PROBLEM DETAILS ->
Copy each line of the entries that contains the word "impl".
***** DATA FOR THE TASK
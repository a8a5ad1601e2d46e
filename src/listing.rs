//! Listing records
//!
//! A listing record caches what the chain says about one sale-lock output.
//! The chain stays authoritative: records only move forward from Active, and
//! stale records are reconciled against the spending transaction.

use chrono::{DateTime, Utc};
use serde::{Deserialize, Serialize};

use crate::core::{OutputReference, TxId};
use crate::error::MarketError;
use crate::salelock::{SaleTerms, SpendPath};

/// Status of a listing
#[derive(Clone, Copy, Debug, Serialize, Deserialize, PartialEq, Eq)]
pub enum ListingStatus {
    /// Locked in a sale-lock, available for purchase
    Active,
    /// Bought through the purchase branch
    Sold,
    /// Withdrawn through the cancel branch
    Cancelled,
}

/// A listed item and the terms it is offered under
#[derive(Clone, Debug, Serialize, Deserialize, PartialEq, Eq)]
pub struct ListingRecord {
    /// The sale-lock output holding the item
    pub output_reference: OutputReference,
    /// Terms rendered into the output's locking script
    pub sale_terms: SaleTerms,
    /// Current status
    pub status: ListingStatus,
    /// Seller account identifier
    pub seller_id: String,
    /// Identifier of the logical item record
    pub item_reference: String,
    /// Transaction that sold or withdrew the item
    pub settled_by: Option<TxId>,
    /// Creation timestamp
    pub created_at: DateTime<Utc>,
    /// When status last changed
    pub updated_at: DateTime<Utc>,
}

impl ListingRecord {
    /// Create an active listing
    pub fn new(
        output_reference: OutputReference,
        sale_terms: SaleTerms,
        seller_id: impl Into<String>,
        item_reference: impl Into<String>,
    ) -> Self {
        let now = Utc::now();
        Self {
            output_reference,
            sale_terms,
            status: ListingStatus::Active,
            seller_id: seller_id.into(),
            item_reference: item_reference.into(),
            settled_by: None,
            created_at: now,
            updated_at: now,
        }
    }

    pub fn is_active(&self) -> bool {
        self.status == ListingStatus::Active
    }

    /// Mark as sold by `txid`
    pub fn mark_sold(&mut self, txid: TxId) -> Result<(), MarketError> {
        self.transition(ListingStatus::Sold, txid)
    }

    /// Mark as cancelled by `txid`
    pub fn mark_cancelled(&mut self, txid: TxId) -> Result<(), MarketError> {
        self.transition(ListingStatus::Cancelled, txid)
    }

    /// Apply the outcome of a settling transaction
    pub fn settle(&mut self, path: SpendPath, txid: TxId) -> Result<(), MarketError> {
        match path {
            SpendPath::Purchase => self.mark_sold(txid),
            SpendPath::Cancel => self.mark_cancelled(txid),
        }
    }

    fn transition(&mut self, to: ListingStatus, txid: TxId) -> Result<(), MarketError> {
        if self.status != ListingStatus::Active {
            return Err(MarketError::Conflict(format!(
                "listing {} is {:?}, cannot become {:?}",
                self.output_reference, self.status, to
            )));
        }
        self.status = to;
        self.settled_by = Some(txid);
        self.updated_at = Utc::now();
        Ok(())
    }
}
**********
PROBLEM SOLUTION ->
impl ListingRecord {
        seller_id: impl Into<String>,
        item_reference: impl Into<String>,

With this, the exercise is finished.